• **What is needed**:
Across the records, find how many lines include the string "crate" and answer with only the figure.

• **Material to process**:
• • • • •
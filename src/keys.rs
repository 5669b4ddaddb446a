//! Signing key loading.
//!
//! The key is stored obfuscated with a fixed alphanumeric substitution table
//! so that a leaked config value is not recognisable as a private key at a
//! glance. This is obfuscation, not encryption.

use alloy_primitives::{Address, keccak256};
use anyhow::{Context, Result, bail};
use k256::ecdsa::SigningKey;
use std::fmt;
use std::str::FromStr;

use crate::tx::{SignedTx, UnsignedTx};

const CHARSET: &[u8; 62] = b"abcdefghijklmnopqrstuvwxyzABCDEFGHIJKLMNOPQRSTUVWXYZ0123456789";
const SHUFFLED_CHARSET: &[u8; 62] =
    b"WSRQLbOkn7iJCyoPMgYw04VhBaj8dcl2xez5E3mrqHpftuNGFADK9sUTv6ZX1I";

/// How `SIGNING_KEY` is stored.
#[derive(Debug, Clone, Copy, PartialEq, Eq)]
pub enum KeyEncoding {
    Obfuscated,
    Plain,
}

impl FromStr for KeyEncoding {
    type Err = String;

    fn from_str(s: &str) -> std::result::Result<Self, Self::Err> {
        match s.trim().to_ascii_lowercase().as_str() {
            "obfuscated" => Ok(Self::Obfuscated),
            "plain" | "hex" => Ok(Self::Plain),
            other => Err(format!("unknown key encoding {other:?}")),
        }
    }
}

fn translate(input: &str, from: &[u8; 62], to: &[u8; 62]) -> String {
    input
        .chars()
        .map(|c| {
            u8::try_from(c)
                .ok()
                .and_then(|b| from.iter().position(|&x| x == b))
                .map_or(c, |i| char::from(to[i]))
        })
        .collect()
}

/// Apply the substitution table. Used to prepare config values.
pub fn obfuscate(key: &str) -> String {
    translate(key, CHARSET, SHUFFLED_CHARSET)
}

/// Invert [`obfuscate`].
pub fn deobfuscate(obfuscated: &str) -> String {
    translate(obfuscated, SHUFFLED_CHARSET, CHARSET)
}

/// The relay's signing account.
#[derive(Clone)]
pub struct Wallet {
    key: SigningKey,
    address: Address,
}

impl Wallet {
    pub fn from_secret(secret: &[u8]) -> Result<Self> {
        let key = SigningKey::from_slice(secret).context("not a valid secp256k1 secret key")?;
        let point = key.verifying_key().to_encoded_point(false);
        let address = Address::from_slice(&keccak256(&point.as_bytes()[1..])[12..]);
        Ok(Self { key, address })
    }

    /// Decode a configured key value.
    pub fn decode(value: &str, encoding: KeyEncoding) -> Result<Self> {
        let revealed = match encoding {
            KeyEncoding::Obfuscated => deobfuscate(value.trim()),
            KeyEncoding::Plain => value.trim().to_string(),
        };
        let hex_key = revealed.strip_prefix("0x").unwrap_or(&revealed);
        if hex_key.len() != 64 {
            bail!(
                "signing key decryption failed: expected 64 hex characters, got {}",
                hex_key.len()
            );
        }
        let secret = hex::decode(hex_key).context("signing key decryption failed")?;
        Self::from_secret(&secret).context("signing key decryption failed")
    }

    pub fn address(&self) -> Address {
        self.address
    }

    pub fn sign(&self, tx: &UnsignedTx) -> Result<SignedTx, k256::ecdsa::Error> {
        tx.sign(&self.key)
    }
}

impl fmt::Debug for Wallet {
    fn fmt(&self, f: &mut fmt::Formatter<'_>) -> fmt::Result {
        f.debug_struct("Wallet")
            .field("address", &self.address)
            .finish_non_exhaustive()
    }
}
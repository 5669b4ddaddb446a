//! Persisted scan cursor so a restarted relay resumes where it stopped.

use alloy_primitives::Address;
use anyhow::{Context, Result};
use serde::{Deserialize, Serialize};
use std::path::{Path, PathBuf};
use tracing::{info, warn};

#[derive(Debug, Clone, Serialize, Deserialize, PartialEq, Eq)]
struct CursorState {
    chain_id: u64,
    coordinator: Address,
    last_block: u64,
}

/// JSON file holding the last fully processed block.
#[derive(Debug, Clone)]
pub struct CursorStore {
    path: PathBuf,
    chain_id: u64,
    coordinator: Address,
}

impl CursorStore {
    pub fn new(path: impl Into<PathBuf>, chain_id: u64, coordinator: Address) -> Self {
        Self {
            path: path.into(),
            chain_id,
            coordinator,
        }
    }

    pub fn path(&self) -> &Path {
        &self.path
    }

    /// Stored cursor, or `None` if there is no usable state for this
    /// chain and coordinator.
    pub fn load(&self) -> Result<Option<u64>> {
        let raw = match std::fs::read_to_string(&self.path) {
            Ok(raw) => raw,
            Err(e) if e.kind() == std::io::ErrorKind::NotFound => return Ok(None),
            Err(e) => {
                return Err(e)
                    .with_context(|| format!("failed to read cursor {}", self.path.display()));
            }
        };
        let state: CursorState = serde_json::from_str(&raw)
            .with_context(|| format!("corrupt cursor file {}", self.path.display()))?;

        if state.chain_id != self.chain_id || state.coordinator != self.coordinator {
            warn!(
                path = %self.path.display(),
                stored_chain = state.chain_id,
                stored_coordinator = %state.coordinator,
                "Cursor belongs to a different deployment, ignoring"
            );
            return Ok(None);
        }
        info!(path = %self.path.display(), last_block = state.last_block, "Loaded cursor");
        Ok(Some(state.last_block))
    }

    /// Write atomically via a sibling temp file and rename.
    pub fn save(&self, last_block: u64) -> Result<()> {
        let state = CursorState {
            chain_id: self.chain_id,
            coordinator: self.coordinator,
            last_block,
        };
        let body = serde_json::to_vec_pretty(&state).context("failed to encode cursor")?;

        let mut tmp = self.path.clone().into_os_string();
        tmp.push(".tmp");
        let tmp = PathBuf::from(tmp);
        std::fs::write(&tmp, body)
            .with_context(|| format!("failed to write {}", tmp.display()))?;
        std::fs::rename(&tmp, &self.path)
            .with_context(|| format!("failed to replace {}", self.path.display()))?;
        Ok(())
    }
}

#[cfg(test)]
mod tests {
    use super::*;

    fn store(dir: &tempfile::TempDir, chain_id: u64) -> CursorStore {
        CursorStore::new(
            dir.path().join("cursor.json"),
            chain_id,
            Address::repeat_byte(0xc0),
        )
    }

    #[test]
    fn missing_file_has_no_cursor() {
        let dir = tempfile::tempdir().unwrap();
        assert_eq!(store(&dir, 8453).load().unwrap(), None);
    }

    #[test]
    fn saved_cursor_is_loaded() {
        let dir = tempfile::tempdir().unwrap();
        let s = store(&dir, 8453);
        s.save(1234).unwrap();
        s.save(1300).unwrap();
        assert_eq!(s.load().unwrap(), Some(1300));
        assert!(!dir.path().join("cursor.json.tmp").exists());
    }

    #[test]
    fn other_chain_cursor_is_ignored() {
        let dir = tempfile::tempdir().unwrap();
        store(&dir, 8453).save(99).unwrap();
        assert_eq!(store(&dir, 43114).load().unwrap(), None);
    }

    #[test]
    fn corrupt_file_is_an_error() {
        let dir = tempfile::tempdir().unwrap();
        let s = store(&dir, 8453);
        std::fs::write(s.path(), "not json").unwrap();
        assert!(s.load().is_err());
    }
}
//! Live coordinator logs over a WebSocket `eth_subscribe`.
//!
//! The subscription only shortens the time to first sight. Polling stays
//! authoritative: every (re)connect is announced with
//! [`LiveEvent::Connected`] so the relay can backfill whatever was missed
//! while the socket was down.

use alloy_primitives::Address;
use futures_util::{SinkExt, StreamExt};
use serde::Deserialize;
use serde_json::{Value, json};
use std::sync::Arc;
use std::time::Duration;
use tokio::sync::{mpsc, watch};
use tokio_tungstenite::connect_async;
use tokio_tungstenite::tungstenite::Message;
use tracing::{debug, error, info, warn};

use crate::abi::CoordinatorEvent;
use crate::error::ChainError;
use crate::notify::{AlertSink, Severity};
use crate::rpc::{self, JsonRpcError, RpcLog};

/// Delay before reconnecting after a dropped or failed subscription.
pub const RECONNECT_DELAY: Duration = Duration::from_secs(2);

/// Blocks rescanned over HTTP after each (re)connect.
pub const BACKFILL_BLOCKS: u64 = 200;

const METHOD: &str = "eth_subscribe";

#[derive(Debug)]
pub enum LiveEvent {
    /// The subscription is (re)established.
    Connected,
    Log(CoordinatorEvent),
}

#[derive(Deserialize, Debug)]
struct WsMessage {
    id: Option<u64>,
    result: Option<Value>,
    error: Option<JsonRpcError>,
    params: Option<WsNotification>,
}

#[derive(Deserialize, Debug)]
struct WsNotification {
    subscription: String,
    result: RpcLog,
}

#[derive(Debug)]
enum Frame {
    Subscribed(String),
    Log(RpcLog),
    Ignored,
}

fn parse_frame(text: &str) -> Result<Frame, ChainError> {
    let message: WsMessage = serde_json::from_str(text).map_err(|e| ChainError::Decode {
        method: METHOD,
        message: e.to_string(),
    })?;
    if let Some(err) = message.error {
        return Err(ChainError::Rpc {
            method: METHOD,
            code: err.code,
            message: err.message,
        });
    }
    if let Some(notification) = message.params {
        debug!(subscription = %notification.subscription, "Subscription log");
        return Ok(Frame::Log(notification.result));
    }
    match (message.id, message.result) {
        (Some(_), Some(Value::String(id))) => Ok(Frame::Subscribed(id)),
        _ => Ok(Frame::Ignored),
    }
}

fn ws_error(e: impl std::fmt::Display) -> ChainError {
    ChainError::Transport {
        method: METHOD,
        message: e.to_string(),
    }
}

pub struct LogSubscriber {
    url: String,
    coordinator: Address,
    alerts: Arc<dyn AlertSink>,
    reconnect_delay: Duration,
}

impl LogSubscriber {
    pub fn new(url: String, coordinator: Address, alerts: Arc<dyn AlertSink>) -> Self {
        Self {
            url,
            coordinator,
            alerts,
            reconnect_delay: RECONNECT_DELAY,
        }
    }

    pub fn with_reconnect_delay(mut self, delay: Duration) -> Self {
        self.reconnect_delay = delay;
        self
    }

    /// Forward coordinator logs to `events` until shutdown or until the
    /// receiver goes away, reconnecting after every failure.
    pub async fn run(self, events: mpsc::Sender<LiveEvent>, mut shutdown: watch::Receiver<bool>) {
        while !*shutdown.borrow() {
            tokio::select! {
                result = self.stream(&events) => match result {
                    Ok(()) => warn!("Log subscription ended"),
                    Err(e) => {
                        error!(error = %e, "Log subscription failed");
                        self.alerts
                            .notify(Severity::Warning, &format!("WebSocket error, reconnecting: {e}"))
                            .await;
                    }
                },
                _ = shutdown.changed() => break,
            }
            if events.is_closed() {
                break;
            }

            info!(delay = ?self.reconnect_delay, "Reconnecting log subscription");
            tokio::select! {
                _ = tokio::time::sleep(self.reconnect_delay) => {}
                _ = shutdown.changed() => break,
            }
        }
        debug!("Log subscription stopped");
    }

    /// One connection: subscribe, then forward logs until the socket closes.
    async fn stream(&self, events: &mpsc::Sender<LiveEvent>) -> Result<(), ChainError> {
        info!("Connecting log subscription");
        let (mut ws, _) = connect_async(self.url.as_str()).await.map_err(ws_error)?;

        let request = json!({
            "jsonrpc": "2.0",
            "id": 1,
            "method": METHOD,
            "params": ["logs", {"address": self.coordinator, "topics": rpc::coordinator_topics()}],
        });
        ws.send(Message::text(request.to_string()))
            .await
            .map_err(ws_error)?;

        let mut subscribed = false;
        while let Some(message) = ws.next().await {
            let text = match message.map_err(ws_error)? {
                Message::Text(text) => text,
                Message::Close(_) => break,
                _ => continue,
            };
            match parse_frame(&text)? {
                Frame::Subscribed(id) if !subscribed => {
                    info!(subscription = %id, "Log subscription established");
                    subscribed = true;
                    if events.send(LiveEvent::Connected).await.is_err() {
                        return Ok(());
                    }
                }
                Frame::Log(log) if subscribed => {
                    if let Some(event) = rpc::decode_rpc_log(log) {
                        if events.send(LiveEvent::Log(event)).await.is_err() {
                            return Ok(());
                        }
                    }
                }
                _ => {}
            }
        }

        if subscribed {
            Ok(())
        } else {
            Err(ws_error("connection closed before the subscription was acknowledged"))
        }
    }
}
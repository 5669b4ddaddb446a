//! Fulfillment transaction encoding and signing.
//!
//! EIP-1559 (type 2) transactions by default; legacy EIP-155 for chains
//! whose nodes do not accept typed transactions.

use alloy_primitives::{Address, B256, Bytes, U256, keccak256};
use alloy_rlp::{Encodable, Header};
use k256::ecdsa::SigningKey;

/// How the transaction pays for gas.
#[derive(Debug, Clone, Copy, PartialEq, Eq)]
pub enum GasPricing {
    Eip1559 {
        max_fee_per_gas: u128,
        max_priority_fee_per_gas: u128,
    },
    Legacy {
        gas_price: u128,
    },
}

/// An unsigned call. Fulfillments carry no value.
#[derive(Debug, Clone)]
pub struct UnsignedTx {
    pub chain_id: u64,
    pub nonce: u64,
    pub gas_limit: u64,
    pub pricing: GasPricing,
    pub to: Address,
    pub value: U256,
    pub input: Bytes,
}

/// Raw signed bytes ready for `eth_sendRawTransaction`.
#[derive(Debug, Clone)]
pub struct SignedTx {
    pub raw: Vec<u8>,
    pub hash: B256,
}

const EIP1559_TX_TYPE: u8 = 0x02;

impl UnsignedTx {
    /// Hash that gets signed.
    pub fn signing_hash(&self) -> B256 {
        keccak256(self.signing_payload())
    }

    fn signing_payload(&self) -> Vec<u8> {
        match self.pricing {
            GasPricing::Eip1559 { .. } => {
                let mut out = vec![EIP1559_TX_TYPE];
                out.extend(rlp_list(|buf| self.encode_eip1559_fields(buf)));
                out
            }
            GasPricing::Legacy { .. } => rlp_list(|buf| {
                self.encode_legacy_fields(buf);
                // EIP-155: chain_id, 0, 0
                self.chain_id.encode(buf);
                0u8.encode(buf);
                0u8.encode(buf);
            }),
        }
    }

    pub fn sign(&self, key: &SigningKey) -> Result<SignedTx, k256::ecdsa::Error> {
        let (signature, recovery_id) = key.sign_prehash_recoverable(self.signing_hash().as_slice())?;
        let bytes = signature.to_bytes();
        let r = U256::from_be_slice(&bytes[..32]);
        let s = U256::from_be_slice(&bytes[32..]);
        let y_parity = u64::from(recovery_id.is_y_odd());

        let raw = match self.pricing {
            GasPricing::Eip1559 { .. } => {
                let mut out = vec![EIP1559_TX_TYPE];
                out.extend(rlp_list(|buf| {
                    self.encode_eip1559_fields(buf);
                    y_parity.encode(buf);
                    r.encode(buf);
                    s.encode(buf);
                }));
                out
            }
            GasPricing::Legacy { .. } => rlp_list(|buf| {
                self.encode_legacy_fields(buf);
                let v = y_parity + 35 + 2 * self.chain_id;
                v.encode(buf);
                r.encode(buf);
                s.encode(buf);
            }),
        };

        let hash = keccak256(&raw);
        Ok(SignedTx { raw, hash })
    }

    fn encode_eip1559_fields(&self, buf: &mut Vec<u8>) {
        let (max_fee_per_gas, max_priority_fee_per_gas) = match self.pricing {
            GasPricing::Eip1559 {
                max_fee_per_gas,
                max_priority_fee_per_gas,
            } => (max_fee_per_gas, max_priority_fee_per_gas),
            GasPricing::Legacy { gas_price } => (gas_price, gas_price),
        };
        self.chain_id.encode(buf);
        self.nonce.encode(buf);
        max_priority_fee_per_gas.encode(buf);
        max_fee_per_gas.encode(buf);
        self.gas_limit.encode(buf);
        self.to.encode(buf);
        self.value.encode(buf);
        self.input.encode(buf);
        // empty access list
        Header {
            list: true,
            payload_length: 0,
        }
        .encode(buf);
    }

    fn encode_legacy_fields(&self, buf: &mut Vec<u8>) {
        let gas_price = match self.pricing {
            GasPricing::Legacy { gas_price } => gas_price,
            GasPricing::Eip1559 {
                max_fee_per_gas, ..
            } => max_fee_per_gas,
        };
        self.nonce.encode(buf);
        gas_price.encode(buf);
        self.gas_limit.encode(buf);
        self.to.encode(buf);
        self.value.encode(buf);
        self.input.encode(buf);
    }
}

fn rlp_list(fields: impl FnOnce(&mut Vec<u8>)) -> Vec<u8> {
    let mut payload = Vec::new();
    fields(&mut payload);
    let mut out = Vec::with_capacity(payload.len() + 9);
    Header {
        list: true,
        payload_length: payload.len(),
    }
    .encode(&mut out);
    out.extend_from_slice(&payload);
    out
}

/// Nonce and input of a raw transaction produced by [`UnsignedTx::sign`].
#[cfg(test)]
pub fn decode_nonce_and_input(raw: &[u8]) -> Result<(u64, Bytes), alloy_rlp::Error> {
    use alloy_rlp::Decodable;

    let typed = raw.first() == Some(&EIP1559_TX_TYPE);
    let mut buf = if typed { &raw[1..] } else { raw };
    let header = Header::decode(&mut buf)?;
    if !header.list {
        return Err(alloy_rlp::Error::UnexpectedString);
    }
    if typed {
        let _chain_id = u64::decode(&mut buf)?;
        let nonce = u64::decode(&mut buf)?;
        let _priority = u128::decode(&mut buf)?;
        let _max_fee = u128::decode(&mut buf)?;
        let _gas = u64::decode(&mut buf)?;
        let _to = Address::decode(&mut buf)?;
        let _value = U256::decode(&mut buf)?;
        let input = Bytes::decode(&mut buf)?;
        Ok((nonce, input))
    } else {
        let nonce = u64::decode(&mut buf)?;
        let _gas_price = u128::decode(&mut buf)?;
        let _gas = u64::decode(&mut buf)?;
        let _to = Address::decode(&mut buf)?;
        let _value = U256::decode(&mut buf)?;
        let input = Bytes::decode(&mut buf)?;
        Ok((nonce, input))
    }
}
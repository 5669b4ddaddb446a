//! Seed generation for fulfillments.
//!
//! Seeds are trusted, not verifiable: the relay draws them from the
//! operating system CSPRNG and the coordinator accepts them as given.

use alloy_primitives::U256;
use rand::RngCore;
use rand::rngs::OsRng;

use crate::error::EntropyError;

/// Source of uniformly distributed 256-bit seeds.
pub trait RandomnessSource: Send + Sync {
    /// A uniform integer in `[0, 2^256)`.
    fn generate(&self) -> Result<U256, EntropyError>;
}

/// Seeds straight from the OS entropy pool.
#[derive(Debug, Default, Clone, Copy)]
pub struct OsRandomness;

impl RandomnessSource for OsRandomness {
    fn generate(&self) -> Result<U256, EntropyError> {
        let mut bytes = [0u8; 32];
        OsRng
            .try_fill_bytes(&mut bytes)
            .map_err(|e| EntropyError(e.to_string()))?;
        Ok(U256::from_be_bytes(bytes))
    }
}
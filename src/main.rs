//! Randomness relay
//!
//! Off-chain service that watches a VRF-style coordinator contract for
//! randomness requests and fulfills them with seeds from the operating
//! system CSPRNG. Two deployments usually run side by side:
//!
//! - **Immediate** fulfills requests as soon as they are observed.
//! - **Delay** polls slower and only acts on requests the immediate
//!   instance has left unfulfilled for `DELAY_BLOCKS` blocks.
//!
//! The coordinator contract is the only source of truth; neither instance
//! coordinates with the other. An optional WebSocket log subscription
//! (`WSS_ENDPOINT`) cuts detection latency; polling keeps running beside it.

use clap::Parser;
use std::path::PathBuf;
use std::process::ExitCode;
use std::sync::Arc;
use tokio::sync::{mpsc, watch};
use tracing::{error, info, warn};
use tracing_subscriber::{EnvFilter, fmt};

mod abi;
mod chain;
mod chains;
mod config;
mod cursor;
mod dedup;
mod error;
mod fulfiller;
mod keys;
mod metrics;
mod nonce;
mod notify;
mod randomness;
mod reader;
mod relay;
mod request;
mod rpc;
mod subscribe;
mod tx;

#[cfg(test)]
mod test_support;

use chain::CoordinatorChain;
use config::AppConfig;
use cursor::CursorStore;
use dedup::DedupCoordinator;
use error::FatalError;
use fulfiller::FulfillmentSubmitter;
use metrics::RelayMetrics;
use notify::{AlertSink, Severity, WebhookNotifier};
use randomness::{OsRandomness, RandomnessSource};
use reader::ChainReader;
use relay::Relay;
use rpc::RpcClient;
use subscribe::LogSubscriber;

const LIVE_EVENT_BUFFER: usize = 256;

#[derive(Parser, Debug)]
#[command(name = "randomness-relay", version, about = "Fulfills on-chain randomness requests")]
struct Cli {
    /// Dotenv file to load before reading the environment. Variables
    /// already set in the process take precedence.
    #[arg(long, value_name = "PATH", default_value = ".env")]
    dotenv: PathBuf,
}

#[tokio::main]
async fn main() -> ExitCode {
    let cli = Cli::parse();
    let dotenv = dotenvy::from_path(&cli.dotenv);

    fmt::Subscriber::builder()
        .with_env_filter(
            EnvFilter::try_from_default_env()
                .unwrap_or_else(|_| EnvFilter::new("info,hyper=warn,reqwest=warn")),
        )
        .with_target(true)
        .with_ansi(true)
        .init();

    if let Err(e) = dotenv {
        if !e.not_found() {
            warn!(path = %cli.dotenv.display(), error = %e, "Failed to load dotenv file");
        }
    }

    match run().await {
        Ok(()) => {
            info!("Relay stopped");
            ExitCode::SUCCESS
        }
        Err(fatal) => {
            error!(error = %fatal, code = fatal.exit_code(), "Relay exiting");
            ExitCode::from(fatal.exit_code())
        }
    }
}

/// Load configuration, alerting on failure.
async fn load_config(
    lookup: impl Fn(&str) -> Option<String>,
    alerts: &dyn AlertSink,
) -> Result<AppConfig, FatalError> {
    match AppConfig::from_lookup(lookup) {
        Ok(config) => Ok(config),
        Err(e) => {
            alerts
                .notify(Severity::Critical, &format!("Configuration error: {e:#}"))
                .await;
            Err(FatalError::Configuration(e))
        }
    }
}

async fn run() -> Result<(), FatalError> {
    // Until the config is loaded, alerts go to whatever hook the
    // environment names.
    let bootstrap_alerts = WebhookNotifier::new(std::env::var("ALERT_HOOK_URL").ok(), "randomness-relay")
        .map_err(FatalError::Configuration)?;
    let config = load_config(|key| std::env::var(key).ok(), &bootstrap_alerts).await?;

    let label = config.label();
    let alerts: Arc<dyn AlertSink> = Arc::new(
        WebhookNotifier::new(config.alert_hook_url.clone(), label.clone())
            .map_err(FatalError::Configuration)?,
    );
    let sink = Arc::new(
        WebhookNotifier::new(config.fulfillment_hook_url.clone(), label.clone())
            .map_err(FatalError::Configuration)?,
    );

    let randomness: Arc<dyn RandomnessSource> = Arc::new(OsRandomness);
    if let Err(e) = randomness.generate() {
        alerts
            .notify(Severity::Critical, &format!("Entropy self-check failed: {e}"))
            .await;
        return Err(e.into());
    }

    info!(
        chain = %config.chain_name,
        chain_id = config.chain_id,
        coordinator = %config.coordinator,
        sender = %config.wallet.address(),
        role = %config.role,
        delay_blocks = config.delay_blocks,
        "Starting randomness relay"
    );
    info!(endpoints = ?config.rpc_urls, state = %config.state_path.display(), "Endpoints configured");

    let chain: Arc<dyn CoordinatorChain> = Arc::new(
        RpcClient::new(
            config.rpc_urls.clone(),
            config.coordinator,
            config.rpc_timeout,
            config.send_timeout,
        )
        .map_err(FatalError::Configuration)?,
    );

    let store = CursorStore::new(config.state_path.clone(), config.chain_id, config.coordinator);
    let reader = ChainReader::new(Arc::clone(&chain), store, Arc::clone(&alerts), config.scan_settings());
    let dedup = DedupCoordinator::new(config.claim_ttl, config.max_attempts);
    let submitter = Arc::new(FulfillmentSubmitter::new(
        chain,
        config.wallet.clone(),
        config.submit_settings(),
        config.role,
        sink,
    ));
    let relay = Relay::new(
        config.loop_settings(),
        reader,
        dedup,
        randomness,
        submitter,
        Arc::clone(&alerts),
        Arc::new(RelayMetrics::new()),
    );

    let (shutdown_tx, shutdown_rx) = watch::channel(false);
    let mut relay = match &config.wss_endpoint {
        Some(url) => {
            info!("Live log subscription enabled");
            let (events_tx, events_rx) = mpsc::channel(LIVE_EVENT_BUFFER);
            let subscriber = LogSubscriber::new(url.clone(), config.coordinator, Arc::clone(&alerts));
            tokio::spawn(subscriber.run(events_tx, shutdown_rx.clone()));
            relay.with_live_events(events_rx)
        }
        None => relay,
    };

    alerts
        .notify(
            Severity::Info,
            &format!("Relay started from {} as {}", config.wallet.address(), config.role),
        )
        .await;

    tokio::spawn(async move {
        shutdown_signal().await;
        info!("Shutdown signal received");
        let _ = shutdown_tx.send(true);
    });

    relay.run(shutdown_rx).await
}

/// Resolves on Ctrl-C, or SIGTERM on unix.
async fn shutdown_signal() {
    let ctrl_c = async {
        if let Err(e) = tokio::signal::ctrl_c().await {
            error!(error = %e, "Failed to listen for Ctrl-C");
            std::future::pending::<()>().await;
        }
    };

    #[cfg(unix)]
    let terminate = async {
        match tokio::signal::unix::signal(tokio::signal::unix::SignalKind::terminate()) {
            Ok(mut signal) => {
                signal.recv().await;
            }
            Err(e) => {
                error!(error = %e, "Failed to listen for SIGTERM");
                std::future::pending::<()>().await;
            }
        }
    };
    #[cfg(not(unix))]
    let terminate = std::future::pending::<()>();

    tokio::select! {
        _ = ctrl_c => {}
        _ = terminate => {}
    }
}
• • • • •
• **Reply**:
6